#### TASK DATA:
☆ ☆ ☆ ☆ ☆

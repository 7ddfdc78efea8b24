//! # Application State
//!
//! [`CaseFile`] wires the store, the navigator and the three editors together.
//! Front ends translate their UI events into [`Action`]s and render whatever
//! [`Effect`] comes back; none of them touch the store directly.
//!
//! ## Example
//!
//! ```rust
//! use casefile_core::app::{Action, CaseFile, Effect};
//! use casefile_core::dates::DateStyle;
//! use casefile_core::store::MemoryStore;
//!
//! let (mut app, _report) = CaseFile::startup(MemoryStore::new(), DateStyle::default()).unwrap();
//!
//! app.dispatch(Action::AddQuote(Some("Truth will out".into()))).unwrap();
//! app.tip_form.message = String::new();
//! let effect = app.dispatch(Action::SubmitTip).unwrap();
//! assert_eq!(effect, Effect::Notice("Message is required.".into()));
//! ```

use chrono::{DateTime, Local};

use crate::dates::DateStyle;
use crate::errors::CaseResult;
use crate::list_editor::{AppendOutcome, Prompt, RestoreOutcome};
use crate::navigation::{Navigator, TIMELINE_PANEL};
use crate::quotes::QuoteList;
use crate::store::KeyValueStore;
use crate::timeline::{Download, Timeline};
use crate::tips::{load_tips, SubmitOutcome, TipForm, TipRecord};

/// Every user-triggered operation of the site
#[derive(Debug, Clone, PartialEq, Eq)]
pub enum Action {
    /// A navigation control carrying a target panel id
    Navigate(String),
    /// The "View Timeline" shortcut on the summary panel
    ShowTimeline,
    /// Answer to the timeline prompt (`None` when cancelled)
    AddTimeline(Option<String>),
    ExportTimeline,
    /// Answer to the quote prompt (`None` when cancelled)
    AddQuote(Option<String>),
    /// Submit the current tip form fields
    SubmitTip,
    /// Reset the tip form fields
    ClearTip,
}

/// What the front end must do after an action
#[derive(Debug, Clone, PartialEq, Eq)]
pub enum Effect {
    /// Nothing beyond re-rendering
    None,
    /// Show a blocking notice to the user
    Notice(String),
    /// Offer a file to the user
    Download(Download),
}

/// Outcome of restoring both lists at startup
#[derive(Debug, Clone, Copy, PartialEq, Eq)]
pub struct StartupReport {
    pub timeline: RestoreOutcome,
    pub quotes: RestoreOutcome,
}

/// The whole site state over one store.
pub struct CaseFile<S: KeyValueStore> {
    store: S,
    pub navigator: Navigator,
    pub timeline: Timeline,
    pub quotes: QuoteList,
    pub tip_form: TipForm,
}

impl<S: KeyValueStore> CaseFile<S> {
    /// Create the site with empty lists. Call [`CaseFile::restore`] to load saved entries.
    pub fn new(store: S, dates: DateStyle) -> Self {
        CaseFile {
            store,
            navigator: Navigator::site_default(),
            timeline: Timeline::new(dates.clone()),
            quotes: QuoteList::new(dates.clone()),
            tip_form: TipForm::new(dates),
        }
    }

    /// Create the site and restore both lists from the store
    pub fn startup(store: S, dates: DateStyle) -> CaseResult<(Self, StartupReport)> {
        let mut app = Self::new(store, dates);
        let report = app.restore()?;
        Ok((app, report))
    }

    /// Restore the timeline and the quotes independently.
    pub fn restore(&mut self) -> CaseResult<StartupReport> {
        let timeline = self.timeline.restore(&self.store)?;
        let quotes = self.quotes.restore(&self.store)?;
        Ok(StartupReport { timeline, quotes })
    }

    /// Apply an action stamped with the current local time
    pub fn dispatch(&mut self, action: Action) -> CaseResult<Effect> {
        self.dispatch_at(action, &Local::now())
    }

    pub fn dispatch_at(&mut self, action: Action, now: &DateTime<Local>) -> CaseResult<Effect> {
        match action {
            Action::Navigate(id) => {
                self.navigator.show(&id);
                Ok(Effect::None)
            }
            Action::ShowTimeline => {
                self.navigator.show(TIMELINE_PANEL);
                Ok(Effect::None)
            }
            Action::AddTimeline(input) => {
                self.add_timeline_at(input.as_deref(), now)?;
                Ok(Effect::None)
            }
            Action::ExportTimeline => Ok(Effect::Download(self.timeline.export()?)),
            Action::AddQuote(input) => {
                self.add_quote_at(input.as_deref(), now)?;
                Ok(Effect::None)
            }
            Action::SubmitTip => {
                let outcome = self.submit_tip_at(now)?;
                Ok(Effect::Notice(outcome.notice().to_string()))
            }
            Action::ClearTip => {
                self.tip_form.clear();
                Ok(Effect::None)
            }
        }
    }

    /// Append an answer to the timeline prompt
    pub fn add_timeline(&mut self, input: Option<&str>) -> CaseResult<AppendOutcome> {
        self.add_timeline_at(input, &Local::now())
    }

    pub fn add_timeline_at(&mut self, input: Option<&str>, now: &DateTime<Local>) -> CaseResult<AppendOutcome> {
        let outcome = self.timeline.append_at(&mut self.store, input, now)?;
        log_append("timeline", outcome);
        Ok(outcome)
    }

    /// Append an answer to the quote prompt
    pub fn add_quote(&mut self, input: Option<&str>) -> CaseResult<AppendOutcome> {
        self.add_quote_at(input, &Local::now())
    }

    pub fn add_quote_at(&mut self, input: Option<&str>, now: &DateTime<Local>) -> CaseResult<AppendOutcome> {
        let outcome = self.quotes.append_at(&mut self.store, input, now)?;
        log_append("quotes", outcome);
        Ok(outcome)
    }

    /// Submit the tip form as it currently stands
    pub fn submit_tip(&mut self) -> CaseResult<SubmitOutcome> {
        self.submit_tip_at(&Local::now())
    }

    pub fn submit_tip_at(&mut self, now: &DateTime<Local>) -> CaseResult<SubmitOutcome> {
        self.tip_form.submit_at(&mut self.store, now)
    }

    /// Ask `prompt` for a timeline event and append it
    pub fn add_timeline_from<P: Prompt + ?Sized>(&mut self, prompt: &mut P) -> CaseResult<AppendOutcome> {
        let outcome = self.timeline.append_from(&mut self.store, prompt)?;
        log_append("timeline", outcome);
        Ok(outcome)
    }

    /// Ask `prompt` for a quote and append it
    pub fn add_quote_from<P: Prompt + ?Sized>(&mut self, prompt: &mut P) -> CaseResult<AppendOutcome> {
        let outcome = self.quotes.append_from(&mut self.store, prompt)?;
        log_append("quotes", outcome);
        Ok(outcome)
    }

    /// Tips saved so far
    pub fn tips(&self) -> CaseResult<Vec<TipRecord>> {
        load_tips(&self.store)
    }

    pub fn store(&self) -> &S {
        &self.store
    }

    pub fn into_store(self) -> S {
        self.store
    }
}

fn log_append(list: &str, outcome: AppendOutcome) {
    match outcome {
        AppendOutcome::Cancelled => log::debug!("Append to {} cancelled", list),
        AppendOutcome::Appended { index } => log::info!("Added {} entry #{}", list, index + 1),
    }
}

#[cfg(test)]
mod tests {
    use super::*;
    use crate::navigation::{QUOTES_PANEL, SUMMARY_PANEL};
    use crate::store::{MemoryStore, QUOTES_KEY, TIMELINE_KEY, TIPS_KEY};
    use crate::tips::TIP_SAVED;
    use chrono::TimeZone;

    fn at() -> DateTime<Local> {
        Local.with_ymd_and_hms(2026, 5, 1, 8, 0, 0).unwrap()
    }

    fn fresh() -> CaseFile<MemoryStore> {
        CaseFile::startup(MemoryStore::new(), DateStyle::default()).unwrap().0
    }

    #[test]
    fn test_startup_restores_each_list_independently() {
        let store = MemoryStore::with_entries([
            (TIMELINE_KEY, r#"["<strong>5/1/2026:</strong> kept"]"#),
            (QUOTES_KEY, "{not json"),
        ]);

        let (app, report) = CaseFile::startup(store, DateStyle::default()).unwrap();

        assert_eq!(report.timeline, RestoreOutcome::Restored { count: 1 });
        assert_eq!(report.quotes, RestoreOutcome::Corrupt);
        assert_eq!(app.timeline.len(), 1);
        assert!(app.quotes.is_empty());
    }

    #[test]
    fn test_navigation_actions() {
        let mut app = fresh();
        assert!(app.navigator.is_active(SUMMARY_PANEL));

        app.dispatch_at(Action::ShowTimeline, &at()).unwrap();
        assert!(app.navigator.is_active(TIMELINE_PANEL));

        app.dispatch_at(Action::Navigate(QUOTES_PANEL.into()), &at()).unwrap();
        assert!(app.navigator.is_active(QUOTES_PANEL));
    }

    #[test]
    fn test_add_and_export_timeline() {
        let mut app = fresh();
        app.dispatch_at(Action::AddTimeline(Some("one".into())), &at()).unwrap();
        app.dispatch_at(Action::AddTimeline(None), &at()).unwrap();
        app.dispatch_at(Action::AddTimeline(Some("two".into())), &at()).unwrap();

        let Effect::Download(download) = app.dispatch_at(Action::ExportTimeline, &at()).unwrap() else {
            panic!("expected a download");
        };
        let texts: Vec<String> = serde_json::from_str(&download.contents).unwrap();
        assert_eq!(texts, vec!["5/1/2026: one", "5/1/2026: two"]);
    }

    #[test]
    fn test_tip_flow_notices() {
        let mut app = fresh();

        let rejected = app.dispatch_at(Action::SubmitTip, &at()).unwrap();
        assert_eq!(rejected, Effect::Notice("Message is required.".into()));
        assert!(app.store().get(TIPS_KEY).unwrap().is_none());

        app.tip_form.name = "Sam".into();
        app.tip_form.message = "Hello".into();
        let saved = app.dispatch_at(Action::SubmitTip, &at()).unwrap();
        assert_eq!(saved, Effect::Notice(TIP_SAVED.into()));
        assert_eq!(app.tips().unwrap()[0].name, "Sam");
        assert!(app.tip_form.is_blank());

        app.tip_form.contact = "x".into();
        app.dispatch_at(Action::ClearTip, &at()).unwrap();
        assert!(app.tip_form.is_blank());
        assert_eq!(app.tips().unwrap().len(), 1);
    }

    #[test]
    fn test_add_from_prompt() {
        let mut app = fresh();
        let mut cancel = |_: &str| -> Option<String> { None };
        assert_eq!(app.add_quote_from(&mut cancel).unwrap(), AppendOutcome::Cancelled);

        let mut answer = |q: &str| Some(format!("answer to {}", q));
        assert_eq!(
            app.add_timeline_from(&mut answer).unwrap(),
            AppendOutcome::Appended { index: 0 }
        );
        assert!(app.timeline.display()[0].ends_with("answer to Enter a new timeline event:"));
        assert!(app.quotes.is_empty());
    }

    #[test]
    fn test_state_survives_restart() {
        let mut app = fresh();
        app.dispatch_at(Action::AddQuote(Some("q1".into())), &at()).unwrap();
        app.dispatch_at(Action::AddTimeline(Some("t1".into())), &at()).unwrap();
        let store = app.into_store();

        let (reopened, _) = CaseFile::startup(store, DateStyle::default()).unwrap();
        assert_eq!(reopened.quotes.len(), 1);
        assert_eq!(reopened.timeline.display(), vec!["5/1/2026: t1"]);
    }
}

☆ ☆ ☆ ☆ ☆

#### TASK ITEM:
Gather up every line from the listing above in which the word "fields" occurs.

#### EXERCISE OUTPUT:
    /// Submit the current tip form fields
    /// Reset the tip form fields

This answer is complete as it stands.